• REQUIREMENT: Give the count of lines in the records below that contain "fraction", with no other words.

• EXCERPTED RECORDS:
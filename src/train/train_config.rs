use serde::{Deserialize, Serialize};

use crate::error::{Error, Result};
use crate::persist;

/// How the query epochs are spread over a run.
///
/// - `Linear`   : every `epochs / queries` epochs.
/// - `NonLinear`: front-loaded, the k-th query lands near
///   `epochs · (k / queries)²`, so early training is sampled densely and the
///   last query is always the final epoch.
#[derive(Debug, Clone, Copy, PartialEq, Eq, Default, Serialize, Deserialize)]
#[serde(rename_all = "snake_case")]
pub enum QueryMode {
    #[default]
    Linear,
    NonLinear,
}

/// Which loss drives the early-stopping policy.
#[derive(Debug, Clone, Copy, PartialEq, Eq, Default, Serialize, Deserialize)]
#[serde(rename_all = "snake_case")]
pub enum LossMonitor {
    #[default]
    Test,
    Train,
}

/// Hyperparameters for a `Trainer` run.
///
/// # Fields
/// - `epochs`                  : total number of passes over the training data
/// - `batch_size`              : samples per mini-batch; the last batch may be shorter
/// - `queries`                 : number of scheduled test-set evaluations
/// - `early_stopping`          : whether stagnating loss may end the run early
/// - `early_stopping_threshold`: consecutive stagnating queries that end the run
/// - `query_mode`              : how query epochs are spread over the run
/// - `monitor`                 : which loss the early-stopping policy watches
/// - `seed`                    : fixes initialization and shuffling when set
#[derive(Debug, Clone, Serialize, Deserialize)]
#[serde(default)]
pub struct TrainConfig {
    pub epochs: usize,
    pub batch_size: usize,
    pub queries: usize,
    pub early_stopping: bool,
    pub early_stopping_threshold: usize,
    pub query_mode: QueryMode,
    pub monitor: LossMonitor,
    pub seed: Option<u64>,
}

impl Default for TrainConfig {
    fn default() -> Self {
        TrainConfig {
            epochs: 100,
            batch_size: 64,
            queries: 10,
            early_stopping: true,
            early_stopping_threshold: 5,
            query_mode: QueryMode::Linear,
            monitor: LossMonitor::Test,
            seed: None,
        }
    }
}

impl QueryMode {
    /// Strictly increasing query epochs in `1..=epochs`, one per query.
    /// Returns an empty schedule when `queries` is zero or exceeds `epochs`.
    pub fn schedule(&self, epochs: usize, queries: usize) -> Vec<usize> {
        if queries == 0 || queries > epochs {
            return Vec::new();
        }
        match self {
            QueryMode::Linear => {
                let step = epochs / queries;
                (1..=queries).map(|k| k * step).collect()
            }
            QueryMode::NonLinear => {
                let mut schedule = Vec::with_capacity(queries);
                let mut previous = 0;
                for k in 1..=queries {
                    let fraction = k as f64 / queries as f64;
                    let target = (epochs as f64 * fraction * fraction).round() as usize;
                    // Leave one epoch for each query still to come.
                    let latest = epochs - (queries - k);
                    let epoch = target.max(previous + 1).min(latest);
                    schedule.push(epoch);
                    previous = epoch;
                }
                schedule
            }
        }
    }
}

impl TrainConfig {
    /// Default hyperparameters for an `epochs`-long run.
    pub fn new(epochs: usize) -> Self {
        TrainConfig {
            epochs,
            ..TrainConfig::default()
        }
    }

    pub fn validate(&self) -> Result<()> {
        if self.epochs == 0 {
            return Err(Error::InvalidConfig("epochs must be at least 1".into()));
        }
        if self.batch_size == 0 {
            return Err(Error::InvalidConfig("batch_size must be at least 1".into()));
        }
        if self.queries == 0 || self.queries > self.epochs {
            return Err(Error::InvalidConfig(format!(
                "queries must be in 1..={}, got {}",
                self.epochs, self.queries
            )));
        }
        if self.early_stopping_threshold == 0 {
            return Err(Error::InvalidConfig(
                "early_stopping_threshold must be at least 1".into(),
            ));
        }
        Ok(())
    }

    pub fn schedule(&self) -> Vec<usize> {
        self.query_mode.schedule(self.epochs, self.queries)
    }

    /// Serializes the config to a pretty-printed JSON file.
    pub fn save_json(&self, path: &str) -> std::io::Result<()> {
        persist::save_json(self, path)
    }

    /// Deserializes a `TrainConfig` from a JSON file; missing fields take
    /// their defaults.
    pub fn load_json(path: &str) -> std::io::Result<TrainConfig> {
        persist::load_json(path)
    }
}

#[cfg(test)]
mod tests {
    use super::*;

    #[test]
    fn linear_schedule_uses_fixed_step() {
        assert_eq!(QueryMode::Linear.schedule(100, 5), vec![20, 40, 60, 80, 100]);
        assert_eq!(QueryMode::Linear.schedule(10, 3), vec![3, 6, 9]);
        assert_eq!(QueryMode::Linear.schedule(4, 4), vec![1, 2, 3, 4]);
    }

    #[test]
    fn non_linear_schedule_is_front_loaded() {
        let schedule = QueryMode::NonLinear.schedule(100, 5);
        assert_eq!(schedule, vec![4, 16, 36, 64, 100]);

        for (epochs, queries) in [(10, 10), (7, 3), (50, 20), (3, 1)] {
            let schedule = QueryMode::NonLinear.schedule(epochs, queries);
            assert_eq!(schedule.len(), queries);
            assert!(schedule.windows(2).all(|w| w[0] < w[1]), "{schedule:?}");
            assert!(schedule[0] >= 1);
            assert_eq!(*schedule.last().unwrap(), epochs);
        }
    }

    #[test]
    fn impossible_schedules_are_empty() {
        assert!(QueryMode::Linear.schedule(3, 5).is_empty());
        assert!(QueryMode::NonLinear.schedule(3, 0).is_empty());
    }

    #[test]
    fn validation() {
        assert!(TrainConfig::new(10).validate().is_ok());
        assert!(TrainConfig::new(0).validate().is_err());
        let too_many_queries = TrainConfig {
            queries: 11,
            ..TrainConfig::new(10)
        };
        assert!(too_many_queries.validate().is_err());
        let no_batch = TrainConfig {
            batch_size: 0,
            ..TrainConfig::new(10)
        };
        assert!(no_batch.validate().is_err());
        let no_threshold = TrainConfig {
            early_stopping_threshold: 0,
            ..TrainConfig::new(10)
        };
        assert!(no_threshold.validate().is_err());
    }

    #[test]
    fn deserializes_with_defaults() {
        let config: TrainConfig =
            serde_json::from_str(r#"{"epochs":40,"query_mode":"non_linear","seed":3}"#).unwrap();
        assert_eq!(config.epochs, 40);
        assert_eq!(config.batch_size, 64);
        assert_eq!(config.queries, 10);
        assert!(config.early_stopping);
        assert_eq!(config.early_stopping_threshold, 5);
        assert_eq!(config.query_mode, QueryMode::NonLinear);
        assert_eq!(config.monitor, LossMonitor::Test);
        assert_eq!(config.seed, Some(3));
    }

    #[test]
    fn json_round_trip() {
        let config = TrainConfig {
            batch_size: 16,
            queries: 4,
            early_stopping: false,
            query_mode: QueryMode::NonLinear,
            monitor: LossMonitor::Train,
            seed: Some(9),
            ..TrainConfig::new(40)
        };
        let path = std::env::temp_dir().join(format!("ferrite_fit_config_{}.json", std::process::id()));
        let path = path.to_str().unwrap();
        config.save_json(path).unwrap();
        let loaded = TrainConfig::load_json(path).unwrap();
        std::fs::remove_file(path).unwrap();

        assert_eq!(loaded.epochs, 40);
        assert_eq!(loaded.batch_size, 16);
        assert_eq!(loaded.queries, 4);
        assert!(!loaded.early_stopping);
        assert_eq!(loaded.query_mode, QueryMode::NonLinear);
        assert_eq!(loaded.monitor, LossMonitor::Train);
        assert_eq!(loaded.seed, Some(9));
        assert_eq!(loaded.schedule(), config.schedule());
    }
}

• SOLUTION FOR THIS PROBLEM: 2